3) O mandamus pode ser empregado também preventivamente, quando for crível pressupor que a autoridade administrativa denegará a restituição administrativa, na hipótese de, por exemplo, ser conhecida a sua orientação no sentido de não reconhecer o erro de direito invocado como -fundamento do indébito tributário a ser pleiteado.
4) Nos casos do artigo 165, inciso I, é inafastável recorrer ao Poder Judiciário, salvo quando houver comando legal específico para que a própria administração pública observe decisões vinculantes do Poder Judiciário sobre ilegalidade ou inconstitucionalidade da norma que impôs o pagamento do tributo, a exemplo do que temos na Instrução Normativa nº 2.055/2021 e da Lei nº 10.522/2002, corroboradas pelo Parecer PGFN/CDA/CRJ nº 396/2013.
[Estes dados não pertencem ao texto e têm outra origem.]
//! Sortable keys for record identifiers
//!
//! Component parts of the same host must iterate in the same order on
//! every source, even when the sources store them differently. Sorting by
//! a digit-padded key makes "rec2" sort before "rec10", which plain
//! lexicographic order would not.

/// Width digit runs are padded to inside a sort key
const DIGIT_RUN_WIDTH: usize = 12;

/// Derive a sort key from a record id
///
/// Every run of ASCII digits is zero-padded to a fixed width so numeric
/// id suffixes compare numerically; all other characters pass through
/// unchanged. The result is only meaningful as a comparison key.
pub fn create_id_sort_key(id: &str) -> String {
    let mut key = String::with_capacity(id.len() + DIGIT_RUN_WIDTH);
    let mut digits = String::new();

    for c in id.chars() {
        if c.is_ascii_digit() {
            digits.push(c);
        } else {
            if !digits.is_empty() {
                pad_digits(&mut key, &digits);
                digits.clear();
            }
            key.push(c);
        }
    }
    if !digits.is_empty() {
        pad_digits(&mut key, &digits);
    }

    key
}

fn pad_digits(key: &mut String, digits: &str) {
    let trimmed = digits.trim_start_matches('0');
    let effective = if trimmed.is_empty() { "0" } else { trimmed };
    for _ in effective.len()..DIGIT_RUN_WIDTH {
        key.push('0');
    }
    key.push_str(effective);
}

#[cfg(test)]
mod tests {
    use super::*;

    #[test]
    fn test_numeric_suffix_order() {
        let mut ids = vec!["rec10", "rec2", "rec1"];
        ids.sort_by_key(|id| create_id_sort_key(id));
        assert_eq!(ids, vec!["rec1", "rec2", "rec10"]);
    }

    #[test]
    fn test_leading_zeros_equalized() {
        assert_eq!(create_id_sort_key("rec002"), create_id_sort_key("rec2"));
    }

    #[test]
    fn test_mixed_runs() {
        let mut ids = vec!["a10b2", "a2b10", "a2b2"];
        ids.sort_by_key(|id| create_id_sort_key(id));
        assert_eq!(ids, vec!["a2b2", "a2b10", "a10b2"]);
    }

    #[test]
    fn test_no_digits() {
        assert_eq!(create_id_sort_key("abc"), "abc");
    }

    #[test]
    fn test_only_zeros() {
        assert_eq!(create_id_sort_key("000"), create_id_sort_key("0"));
    }
}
5) O artigo 38, da Lei nº 6.830/1980, corrobora o uso sincrético do mandado de segurança em matéria tributária, quando esse remédio é ali encarado como instrumento intercambiável com a ação de repetição de indébito para a defesa do sujeito passivo contra a execução fiscal.
6) Não houvesse essa intercambialidade, então seria necessário reconhecer que o mandamus não se prestaria à recuperação do indébito em nenhuma hipótese, a não ser na excepcionalíssima situação de descumprimento de decisões judiciais vinculantes citadas na conclusão nº 4 acima.
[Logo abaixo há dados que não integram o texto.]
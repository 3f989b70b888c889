//! MARC 21 metadata view
//!
//! Parses payloads in the MARC-in-JSON convention:
//! `{"leader": "...", "fields": [{"001": "..."}, {"245": {"ind1": " ",
//! "ind2": " ", "subfields": [{"a": "Title"}]}}]}`.

use crate::metadata::{
    extract_page_count, extract_year, normalize_isbn, normalize_issn, normalize_unique_id,
    MetadataView,
};
use crate::{Error, Result};
use bibdedup_filters::normalize;
use serde_json::Value;

/// Metadata view over a MARC 21 payload
#[derive(Debug)]
pub struct MarcView {
    leader: String,
    // (tag, content) in record order; content is a string for control
    // fields and an object with "subfields" for data fields
    fields: Vec<(String, Value)>,
}

impl MarcView {
    /// Parse a MARC-in-JSON payload
    pub fn parse(raw: &Value) -> Result<Self> {
        let field_list = raw
            .get("fields")
            .and_then(Value::as_array)
            .ok_or_else(|| Error::InvalidPayload("MARC payload missing fields array".into()))?;

        let mut fields = Vec::with_capacity(field_list.len());
        for entry in field_list {
            let obj = entry
                .as_object()
                .ok_or_else(|| Error::InvalidPayload("MARC field entry is not an object".into()))?;
            for (tag, content) in obj {
                fields.push((tag.clone(), content.clone()));
            }
        }

        Ok(Self {
            leader: raw
                .get("leader")
                .and_then(Value::as_str)
                .unwrap_or_default()
                .to_string(),
            fields,
        })
    }

    fn control_field(&self, tag: &str) -> Option<&str> {
        self.fields
            .iter()
            .find(|(t, v)| t == tag && v.is_string())
            .and_then(|(_, v)| v.as_str())
    }

    /// All values of `code` subfields under fields with `tag`, in order
    fn subfields(&self, tag: &str, code: &str) -> Vec<&str> {
        let mut values = Vec::new();
        for (t, content) in &self.fields {
            if t != tag {
                continue;
            }
            let Some(subfields) = content.get("subfields").and_then(Value::as_array) else {
                continue;
            };
            for sub in subfields {
                if let Some(v) = sub.get(code).and_then(Value::as_str) {
                    values.push(v);
                }
            }
        }
        values
    }

    fn first_subfield(&self, tag: &str, code: &str) -> Option<&str> {
        self.subfields(tag, code).into_iter().next()
    }
}

/// Strip ISBD field-terminating punctuation
fn trim_isbd(text: &str) -> &str {
    text.trim_end_matches([' ', '/', ':', ';', ',', '.', '='])
}

impl MetadataView for MarcView {
    fn title(&self, normalized: bool) -> String {
        let mut parts = Vec::new();
        if let Some(a) = self.first_subfield("245", "a") {
            parts.push(trim_isbd(a));
        }
        if let Some(b) = self.first_subfield("245", "b") {
            parts.push(trim_isbd(b));
        }
        let title = parts.join(" ");
        if normalized {
            normalize(&title)
        } else {
            title
        }
    }

    fn full_title(&self) -> String {
        let mut parts = Vec::new();
        for code in ["a", "b", "n", "p"] {
            for value in self.subfields("245", code) {
                parts.push(trim_isbd(value));
            }
        }
        parts.join(" ")
    }

    fn isbns(&self) -> Vec<String> {
        let mut isbns = Vec::new();
        for value in self.subfields("020", "a") {
            if let Some(isbn) = normalize_isbn(value) {
                if !isbns.contains(&isbn) {
                    isbns.push(isbn);
                }
            }
        }
        isbns
    }

    fn unique_ids(&self) -> Vec<String> {
        let mut ids = Vec::new();
        for tag in ["015", "016", "024"] {
            for value in self.subfields(tag, "a") {
                if let Some(id) = normalize_unique_id(value) {
                    if !ids.contains(&id) {
                        ids.push(id);
                    }
                }
            }
        }
        ids
    }

    fn issns(&self) -> Vec<String> {
        let mut issns = Vec::new();
        for value in self.subfields("022", "a") {
            if let Some(issn) = normalize_issn(value) {
                if !issns.contains(&issn) {
                    issns.push(issn);
                }
            }
        }
        issns
    }

    fn format(&self) -> String {
        let record_type = self.leader.chars().nth(6).unwrap_or(' ');
        let bib_level = self.leader.chars().nth(7).unwrap_or(' ');

        match (record_type, bib_level) {
            ('a', 's') => "journal",
            ('a', 'b') | ('a', 'a') => "article",
            ('a', _) | ('t', _) => "book",
            ('c', _) | ('d', _) => "score",
            ('e', _) | ('f', _) => "map",
            ('i', _) | ('j', _) => "audio",
            ('g', _) => "video",
            ('m', _) => "electronic",
            _ => "other",
        }
        .to_string()
    }

    fn publication_year(&self) -> Option<i32> {
        if let Some(f008) = self.control_field("008") {
            if f008.len() >= 11 {
                if let Ok(year) = f008[7..11].parse::<i32>() {
                    if (1000..=2200).contains(&year) {
                        return Some(year);
                    }
                }
            }
        }
        for tag in ["260", "264"] {
            if let Some(c) = self.first_subfield(tag, "c") {
                if let Some(year) = extract_year(c) {
                    return Some(year);
                }
            }
        }
        None
    }

    fn page_count(&self) -> Option<u32> {
        self.first_subfield("300", "a").and_then(extract_page_count)
    }

    fn series_issn(&self) -> Option<String> {
        for tag in ["490", "830"] {
            if let Some(issn) = self.first_subfield(tag, "x").and_then(normalize_issn) {
                return Some(issn);
            }
        }
        None
    }

    fn series_numbering(&self) -> Option<String> {
        for tag in ["490", "830"] {
            if let Some(v) = self.first_subfield(tag, "v") {
                return Some(normalize(v));
            }
        }
        None
    }

    fn main_author(&self) -> String {
        for tag in ["100", "110"] {
            if let Some(a) = self.first_subfield(tag, "a") {
                return trim_isbd(a).to_string();
            }
        }
        String::new()
    }
}

#[cfg(test)]
mod tests {
    use super::*;
    use serde_json::json;

    fn sample() -> Value {
        json!({
            "leader": "01234nam a22003618i 4500",
            "fields": [
                {"001": "12345"},
                {"008": "850101s1968    xxu           000 0 eng  "},
                {"020": {"subfields": [{"a": "978-0-201-89683-1 (hbk.)"}]}},
                {"015": {"subfields": [{"a": "fi-12345"}]}},
                {"100": {"subfields": [{"a": "Knuth, Donald E.,"}, {"e": "author."}]}},
                {"245": {"ind1": "1", "ind2": "4", "subfields": [
                    {"a": "The art of computer programming /"},
                    {"b": "fundamental algorithms."}
                ]}},
                {"260": {"subfields": [{"c": "c1968."}]}},
                {"300": {"subfields": [{"a": "xxi, 652 pages :"}]}},
                {"490": {"subfields": [
                    {"a": "Addison-Wesley series in computer science"},
                    {"v": "vol. 1"}
                ]}}
            ]
        })
    }

    #[test]
    fn test_title() {
        let view = MarcView::parse(&sample()).unwrap();
        assert_eq!(
            view.title(false),
            "The art of computer programming fundamental algorithms"
        );
        assert_eq!(
            view.title(true),
            "the art of computer programming fundamental algorithms"
        );
    }

    #[test]
    fn test_identifiers() {
        let view = MarcView::parse(&sample()).unwrap();
        assert_eq!(view.isbns(), vec!["9780201896831"]);
        assert_eq!(view.unique_ids(), vec!["FI12345"]);
        assert!(view.issns().is_empty());
    }

    #[test]
    fn test_structural_fields() {
        let view = MarcView::parse(&sample()).unwrap();
        assert_eq!(view.publication_year(), Some(1968));
        assert_eq!(view.page_count(), Some(652));
        assert_eq!(view.main_author(), "Knuth, Donald E.");
        assert_eq!(view.format(), "book");
        assert_eq!(view.series_numbering(), Some("vol 1".to_string()));
        assert_eq!(view.series_issn(), None);
    }

    #[test]
    fn test_year_falls_back_to_260() {
        let mut raw = sample();
        raw["fields"][1] = json!({"008": "short"});
        let view = MarcView::parse(&raw).unwrap();
        assert_eq!(view.publication_year(), Some(1968));
    }

    #[test]
    fn test_serial_format() {
        let raw = json!({
            "leader": "01234nas a22003618i 4500",
            "fields": [{"245": {"subfields": [{"a": "Nature"}]}}]
        });
        let view = MarcView::parse(&raw).unwrap();
        assert_eq!(view.format(), "journal");
    }

    #[test]
    fn test_missing_fields_array() {
        assert!(MarcView::parse(&json!({"leader": "x"})).is_err());
    }
}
[1] https://www.conjur.com.br/2024-set-29/cumprimento-de-sentenca-em-mandado-de-seguranca-em-materia-tributaria/ (publicado em 29.9.2024).
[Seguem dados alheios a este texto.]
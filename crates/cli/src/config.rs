//! Configuration file support for the dedup driver

use anyhow::{Context, Result};
use bibdedup_core::FormatMapper;
use serde::{Deserialize, Serialize};
use std::collections::HashMap;
use std::path::{Path, PathBuf};

/// Complete driver configuration
#[derive(Debug, Clone, Default, Serialize, Deserialize)]
pub struct DriverConfig {
    #[serde(default)]
    pub store: StoreConfig,
    #[serde(default)]
    pub dedup: DedupConfig,
    /// Format-mapping tables for the match predicate's format rule
    #[serde(default, skip_serializing_if = "Option::is_none")]
    pub formats: Option<FormatMapConfig>,
}

impl DriverConfig {
    /// Load configuration from a file (YAML or TOML)
    pub fn load(path: &Path) -> Result<Self> {
        let content = std::fs::read_to_string(path)
            .with_context(|| format!("Failed to read config file: {}", path.display()))?;

        let extension = path.extension().and_then(|s| s.to_str()).unwrap_or("");

        match extension {
            "yaml" | "yml" => serde_yaml::from_str(&content)
                .with_context(|| format!("Failed to parse YAML config: {}", path.display())),
            "toml" => toml::from_str(&content)
                .with_context(|| format!("Failed to parse TOML config: {}", path.display())),
            _ => Err(anyhow::anyhow!(
                "Unsupported config file format: {}. Use .yaml, .yml, or .toml",
                extension
            )),
        }
    }

    /// Load from an optional path, falling back to defaults
    pub fn load_or_default(path: Option<&Path>) -> Result<Self> {
        match path {
            Some(path) => Self::load(path),
            None => Ok(Self::default()),
        }
    }

    /// Build the format mapper the engine consumes
    pub fn format_mapper(&self) -> TableFormatMapper {
        self.formats.clone().unwrap_or_default().into_mapper()
    }
}

/// Document store configuration
#[derive(Debug, Clone, Serialize, Deserialize)]
pub struct StoreConfig {
    /// Directory of the sled database
    pub path: PathBuf,
}

impl Default for StoreConfig {
    fn default() -> Self {
        Self {
            path: PathBuf::from("bibdedup-store"),
        }
    }
}

/// Dedup run configuration
#[derive(Debug, Clone, Serialize, Deserialize)]
pub struct DedupConfig {
    /// Number of worker threads (None = auto-detect)
    #[serde(default, skip_serializing_if = "Option::is_none")]
    pub workers: Option<usize>,
    /// Records fetched per driver sweep
    #[serde(default = "default_batch_size")]
    pub batch_size: usize,
}

fn default_batch_size() -> usize {
    1_000
}

impl Default for DedupConfig {
    fn default() -> Self {
        Self {
            workers: None,
            batch_size: default_batch_size(),
        }
    }
}

/// Format-mapping tables: a default table plus per-source overrides
#[derive(Debug, Clone, Default, Serialize, Deserialize)]
pub struct FormatMapConfig {
    /// Mappings applied for every source
    #[serde(default)]
    pub default: HashMap<String, String>,
    /// Per-source mapping tables, keyed by source id
    #[serde(default)]
    pub sources: HashMap<String, HashMap<String, String>>,
}

impl FormatMapConfig {
    pub fn into_mapper(self) -> TableFormatMapper {
        TableFormatMapper {
            default: self.default,
            sources: self.sources,
        }
    }
}

/// Format mapper backed by the config tables
///
/// Lookup order: the source's own table, then the default table, then
/// the format unchanged.
#[derive(Debug, Clone, Default)]
pub struct TableFormatMapper {
    default: HashMap<String, String>,
    sources: HashMap<String, HashMap<String, String>>,
}

impl FormatMapper for TableFormatMapper {
    fn map_format(&self, source_id: &str, format: &str) -> String {
        self.sources
            .get(source_id)
            .and_then(|table| table.get(format))
            .or_else(|| self.default.get(format))
            .cloned()
            .unwrap_or_else(|| format.to_string())
    }
}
[2] Atualmente em sua 16ª edição, publicada em 2023 por Malheiros Editores e Editora JusPodivm.
[3] Vide Recurso Especial nº 1.130.545-RJ, julgado pela 1ª Seção do Superior Tribunal de Justiça em 9.8.2010, sob a relatoria do Min. Luiz Fux.
[4] Sobre a necessidade de revisão dessas súmulas, remetemos o leitor a outro texto de Diego Diniz Ribeiro (https://www.conjur.com.br/2023-out-01/processo-tributario-mandado-seguranca-hora-superar-sumulas-269-271__trashed/, publicado em 1.10.2023) e à obra de Aylton Bonomo Júnior, Mandado de Segurança Tributário (São Paulo: Editora Noeses, 2024, p. 111-120).
[5] Obra citada, p. 112-113.
[6] Hugo de Brito Machado anota que “em princípio, é cabível mandado de segurança sempre que se pretenda impugnar um ato de autoridade, o direito a ser defendido seja líquido e certo e não haja decorrido, a partir do ato que se vai impugnar, prazo superior a 120 dias” (Mandado de Segurança em Matéria Tributária. 11ª ed., rev., atual. e ampl. São Paulo: Editora JusPodivm, 2024, p. 37-38).
[7] Aylton Bonomo Júnior (idem, p. VII), relata a sua experiência pessoal para concluir que o mandado de segurança é, de longe, o instrumento processual mais utilizado em matéria tributária.